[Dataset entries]
•••

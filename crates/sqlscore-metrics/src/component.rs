use std::collections::BTreeSet;

use serde_json::{json, Map, Value as JsonValue};

use sqlscore_sql::{extract_components, split_conditions, split_items, tokenize, ClauseKind, ClauseSet, TokenKind};

use crate::canonical::{
    join_bounds, join_target, parse_table_ref, projection_items, ProjectionItem, Scope,
};
use crate::errors::MetricError;
use crate::metric::Metric;
use crate::model::{EvaluationContext, MetricResult};

/// Clause weights in basis points; they sum to 10 000.
pub const CLAUSE_WEIGHTS: [(ClauseKind, u32); 8] = [
    (ClauseKind::Projection, 2500),
    (ClauseKind::Source, 2000),
    (ClauseKind::Filter, 2000),
    (ClauseKind::Joins, 1500),
    (ClauseKind::Grouping, 1000),
    (ClauseKind::Ordering, 500),
    (ClauseKind::Having, 300),
    (ClauseKind::Limit, 200),
];

const WEIGHT_SCALE: f64 = 10_000.0;

/// Credit for a projection item whose expression matches but only one side
/// names it.
pub const ONE_SIDED_ALIAS_CREDIT: f64 = 0.7;

/// Weighted per-clause similarity.
#[derive(Debug, Clone, Copy)]
pub struct ComponentMatching {
    pub threshold: f64,
}

impl Default for ComponentMatching {
    fn default() -> Self {
        Self { threshold: 0.8 }
    }
}

/// One side of the comparison: extracted clauses plus their name scope.
struct Statement {
    clauses: ClauseSet,
    scope: Scope,
}

impl Statement {
    fn parse(sql: &str) -> Self {
        let clauses = extract_components(sql);
        let scope = Scope::for_statement(&clauses);
        Self { clauses, scope }
    }

    fn projection(&self) -> Vec<ProjectionItem> {
        projection_items(&self.clauses.projection, &self.scope)
    }

    fn tables(&self) -> BTreeSet<String> {
        split_items(&self.clauses.source)
            .iter()
            .filter_map(|item| parse_table_ref(item))
            .map(|table| table.name)
            .collect()
    }

    fn joins(&self) -> BTreeSet<String> {
        self.clauses
            .joins
            .iter()
            .map(|join| canonical_join(join, &self.scope))
            .collect()
    }

    fn conditions(&self, text: &str, substitute_aliases: bool) -> BTreeSet<String> {
        split_conditions(text)
            .iter()
            .map(|condition| self.canonical(strip_outer_parens(condition), substitute_aliases))
            .collect()
    }

    fn items(&self, text: &str) -> BTreeSet<String> {
        split_items(text)
            .iter()
            .map(|item| self.canonical(item, true))
            .collect()
    }

    fn ordering(&self) -> BTreeSet<String> {
        split_items(&self.clauses.ordering)
            .iter()
            .map(|item| {
                let canonical = self.canonical(item, true);
                match canonical.strip_suffix(" ASC") {
                    Some(stripped) => stripped.to_string(),
                    None => canonical,
                }
            })
            .collect()
    }

    fn canonical(&self, text: &str, substitute_aliases: bool) -> String {
        if substitute_aliases {
            self.scope.canonical_with_aliases(text)
        } else {
            self.scope.canonical(text)
        }
    }
}

impl Metric for ComponentMatching {
    fn name(&self) -> &'static str {
        "component_matching"
    }

    fn score(&self, context: &EvaluationContext) -> Result<MetricResult, MetricError> {
        if context.reference_sql.trim().is_empty() {
            return Err(MetricError::EmptyReference);
        }
        if context.predicted_sql.trim().is_empty() {
            return Err(MetricError::EmptyPrediction);
        }

        let reference = Statement::parse(&context.reference_sql);
        let predicted = Statement::parse(&context.predicted_sql);

        let mut weighted = 0.0;
        let mut components = Map::new();
        for (kind, weight) in CLAUSE_WEIGHTS {
            let score = clause_score(kind, &reference, &predicted);
            weighted += f64::from(weight) * score;
            components.insert(
                kind.as_str().to_string(),
                json!({
                    "score": score,
                    "weight": f64::from(weight) / WEIGHT_SCALE,
                    "reference": reference.clauses.text(kind),
                    "predicted": predicted.clauses.text(kind),
                }),
            );
        }
        let total = weighted / WEIGHT_SCALE;
        let is_correct = total >= self.threshold;

        let mut details = Map::new();
        details.insert("components".into(), JsonValue::Object(components));
        details.insert("threshold".into(), json!(self.threshold));
        details.insert(
            "extraction".into(),
            json!({
                "reference": reference.clauses.strategy,
                "predicted": predicted.clauses.strategy,
            }),
        );
        Ok(MetricResult::scored(self.name(), total, is_correct, details))
    }
}

fn clause_score(kind: ClauseKind, reference: &Statement, predicted: &Statement) -> f64 {
    let ref_present = reference.clauses.is_present(kind);
    let pred_present = predicted.clauses.is_present(kind);
    match (ref_present, pred_present) {
        (false, false) => return 1.0,
        (true, false) | (false, true) => return 0.0,
        (true, true) => {}
    }

    match kind {
        ClauseKind::Projection => projection_score(&reference.projection(), &predicted.projection()),
        ClauseKind::Source => jaccard(&reference.tables(), &predicted.tables()),
        ClauseKind::Joins => jaccard(&reference.joins(), &predicted.joins()),
        ClauseKind::Filter => jaccard(
            &reference.conditions(&reference.clauses.filter, false),
            &predicted.conditions(&predicted.clauses.filter, false),
        ),
        ClauseKind::Having => jaccard(
            &reference.conditions(&reference.clauses.having, true),
            &predicted.conditions(&predicted.clauses.having, true),
        ),
        ClauseKind::Grouping => jaccard(
            &reference.items(&reference.clauses.grouping),
            &predicted.items(&predicted.clauses.grouping),
        ),
        ClauseKind::Ordering => jaccard(&reference.ordering(), &predicted.ordering()),
        ClauseKind::Limit => limit_score(&reference.clauses.limit, &predicted.clauses.limit),
    }
}

/// Intersection over union; two empty sets are identical.
pub fn jaccard(left: &BTreeSet<String>, right: &BTreeSet<String>) -> f64 {
    let union = left.union(right).count();
    if union == 0 {
        return 1.0;
    }
    left.intersection(right).count() as f64 / union as f64
}

fn pair_score(reference: &ProjectionItem, predicted: &ProjectionItem) -> f64 {
    if reference.expression != predicted.expression {
        return 0.0;
    }
    match (&reference.alias, &predicted.alias) {
        (Some(_), None) | (None, Some(_)) => ONE_SIDED_ALIAS_CREDIT,
        _ => 1.0,
    }
}

/// Greedy best-match pairing when item counts agree, Jaccard otherwise.
fn projection_score(reference: &[ProjectionItem], predicted: &[ProjectionItem]) -> f64 {
    if reference.len() != predicted.len() {
        let left: BTreeSet<String> = reference.iter().map(ProjectionItem::token).collect();
        let right: BTreeSet<String> = predicted.iter().map(ProjectionItem::token).collect();
        return jaccard(&left, &right);
    }
    if reference.is_empty() {
        return 1.0;
    }

    let mut used = vec![false; predicted.len()];
    let mut total = 0.0;
    for item in reference {
        let best = predicted
            .iter()
            .enumerate()
            .filter(|(idx, _)| !used[*idx])
            .map(|(idx, candidate)| (idx, pair_score(item, candidate)))
            .fold(None, |best: Option<(usize, f64)>, (idx, score)| match best {
                Some((_, best_score)) if best_score >= score => best,
                _ => Some((idx, score)),
            });
        if let Some((idx, score)) = best {
            if score > 0.0 {
                used[idx] = true;
                total += score;
            }
        }
    }
    total / reference.len() as f64
}

/// Joins compare on type, target table and condition; `JOIN` and
/// `INNER JOIN` are the same, as are `LEFT JOIN` and `LEFT OUTER JOIN`.
fn canonical_join(join: &str, scope: &Scope) -> String {
    let Some((keyword_end, target_end)) = join_bounds(join) else {
        return scope.canonical(join);
    };
    let modifiers: Vec<String> = join[..keyword_end]
        .split_whitespace()
        .map(str::to_ascii_uppercase)
        .filter(|word| word != "JOIN" && word != "OUTER")
        .collect();
    let join_type = if modifiers.is_empty() {
        "INNER".to_string()
    } else {
        modifiers.join(" ")
    };

    let target = join_target(join)
        .and_then(parse_table_ref)
        .map(|table| table.name)
        .unwrap_or_default();
    let condition = scope.canonical(join[target_end..].trim());

    format!("{join_type} JOIN {target} {condition}").trim_end().to_string()
}

/// `(a = 1)` and `a = 1` are the same condition.
fn strip_outer_parens(condition: &str) -> &str {
    let trimmed = condition.trim();
    if !(trimmed.starts_with('(') && trimmed.ends_with(')')) {
        return trimmed;
    }
    let inner = &trimmed[1..trimmed.len() - 1];
    let Ok(tokens) = tokenize(inner) else {
        return trimmed;
    };
    let mut depth = 0_i32;
    for token in &tokens {
        match token.kind {
            TokenKind::LParen => depth += 1,
            TokenKind::RParen => {
                depth -= 1;
                if depth < 0 {
                    return trimmed;
                }
            }
            _ => {}
        }
    }
    // Only strip a single pair wrapping a lone condition.
    if split_conditions(inner).len() == 1 {
        inner.trim()
    } else {
        trimmed
    }
}

/// Compare the first number of each LIMIT clause; clauses without a number
/// (`LIMIT ALL`) compare as text.
fn limit_score(reference: &str, predicted: &str) -> f64 {
    let first_number = |text: &str| {
        tokenize(text).ok().and_then(|tokens| {
            tokens
                .into_iter()
                .find(|token| token.kind == TokenKind::Number)
                .map(|token| token.text)
        })
    };
    let matched = match (first_number(reference), first_number(predicted)) {
        (Some(left), Some(right)) => left == right,
        (None, None) => reference.eq_ignore_ascii_case(predicted),
        _ => false,
    };
    if matched { 1.0 } else { 0.0 }
}
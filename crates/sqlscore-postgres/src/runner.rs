use std::time::Instant;

use async_trait::async_trait;
use sqlx::postgres::{PgPool, PgPoolOptions};

use sqlscore_core::{ExecutionError, ExecutionErrorKind, Row};

use crate::decode::decode_row;
use crate::options::PostgresOptions;

/// Asynchronous statement runner implemented by database backends.
#[async_trait]
pub trait QueryRunner: Send + Sync {
    /// Returns the engine identifier (e.g. `postgres`).
    fn engine(&self) -> &'static str;

    /// Run one statement and return its decoded rows.
    async fn fetch_rows(&self, sql: &str) -> Result<Vec<Row>, ExecutionError>;
}

/// Map a driver error to an execution error, keeping the SQLSTATE.
pub fn map_sqlx_error(err: sqlx::Error) -> ExecutionError {
    match &err {
        sqlx::Error::Database(db) => match db.code() {
            Some(code) => ExecutionError::with_sqlstate(code.to_string(), db.message()),
            None => ExecutionError::new(ExecutionErrorKind::Other, db.message()),
        },
        sqlx::Error::Io(_)
        | sqlx::Error::Tls(_)
        | sqlx::Error::PoolTimedOut
        | sqlx::Error::PoolClosed
        | sqlx::Error::WorkerCrashed => {
            ExecutionError::new(ExecutionErrorKind::Connection, err.to_string())
        }
        _ => ExecutionError::new(ExecutionErrorKind::Other, err.to_string()),
    }
}

/// Open a connection pool sized for evaluation.
pub async fn connect(url: &str, options: &PostgresOptions) -> Result<PgPool, ExecutionError> {
    PgPoolOptions::new()
        .max_connections(options.max_connections)
        .acquire_timeout(options.acquire_timeout)
        .connect(url)
        .await
        .map_err(map_sqlx_error)
}

/// Runs statements in a throwaway transaction with a server-side timeout.
#[derive(Debug, Clone)]
pub struct PostgresRunner {
    pool: PgPool,
    options: PostgresOptions,
}

impl PostgresRunner {
    /// Create a runner using a pre-configured pool.
    pub fn new(pool: PgPool, options: PostgresOptions) -> Self {
        Self { pool, options }
    }

    pub fn options(&self) -> &PostgresOptions {
        &self.options
    }

    async fn run(&self, sql: &str) -> Result<Vec<Row>, ExecutionError> {
        let mut tx = self.pool.begin().await.map_err(map_sqlx_error)?;
        if self.options.read_only {
            sqlx::query("SET TRANSACTION READ ONLY")
                .execute(&mut *tx)
                .await
                .map_err(map_sqlx_error)?;
        }
        let timeout_ms = self.options.statement_timeout.as_millis();
        sqlx::query(&format!("SET LOCAL statement_timeout = {timeout_ms}"))
            .execute(&mut *tx)
            .await
            .map_err(map_sqlx_error)?;

        let fetched = sqlx::query(sql).fetch_all(&mut *tx).await;
        if let Err(err) = tx.rollback().await {
            tracing::debug!(error = %err, "rollback after evaluation statement failed");
        }

        let rows = fetched.map_err(map_sqlx_error)?;
        rows.iter().map(decode_row).collect()
    }
}

#[async_trait]
impl QueryRunner for PostgresRunner {
    fn engine(&self) -> &'static str {
        "postgres"
    }

    async fn fetch_rows(&self, sql: &str) -> Result<Vec<Row>, ExecutionError> {
        let started = Instant::now();
        let outcome = match tokio::time::timeout(self.options.client_deadline(), self.run(sql)).await {
            Ok(outcome) => outcome,
            Err(_) => Err(ExecutionError::new(
                ExecutionErrorKind::Timeout,
                format!(
                    "statement did not finish within {} ms",
                    self.options.client_deadline().as_millis()
                ),
            )),
        };

        match &outcome {
            Ok(rows) => tracing::debug!(
                event = "statement_executed",
                rows = rows.len(),
                duration_ms = started.elapsed().as_millis() as u64,
            ),
            Err(err) => tracing::debug!(
                event = "statement_failed",
                kind = err.kind.as_str(),
                duration_ms = started.elapsed().as_millis() as u64,
                error = %err,
            ),
        }
        outcome
    }
}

•••

Search the data and copy each line containing "else".

* [Expected answer]:
        } else {
    let Some((keyword_end, target_end)) = join_bounds(join) else {
    } else {
    let Ok(tokens) = tokenize(inner) else {
    } else {
    if matched { 1.0 } else { 0.0 }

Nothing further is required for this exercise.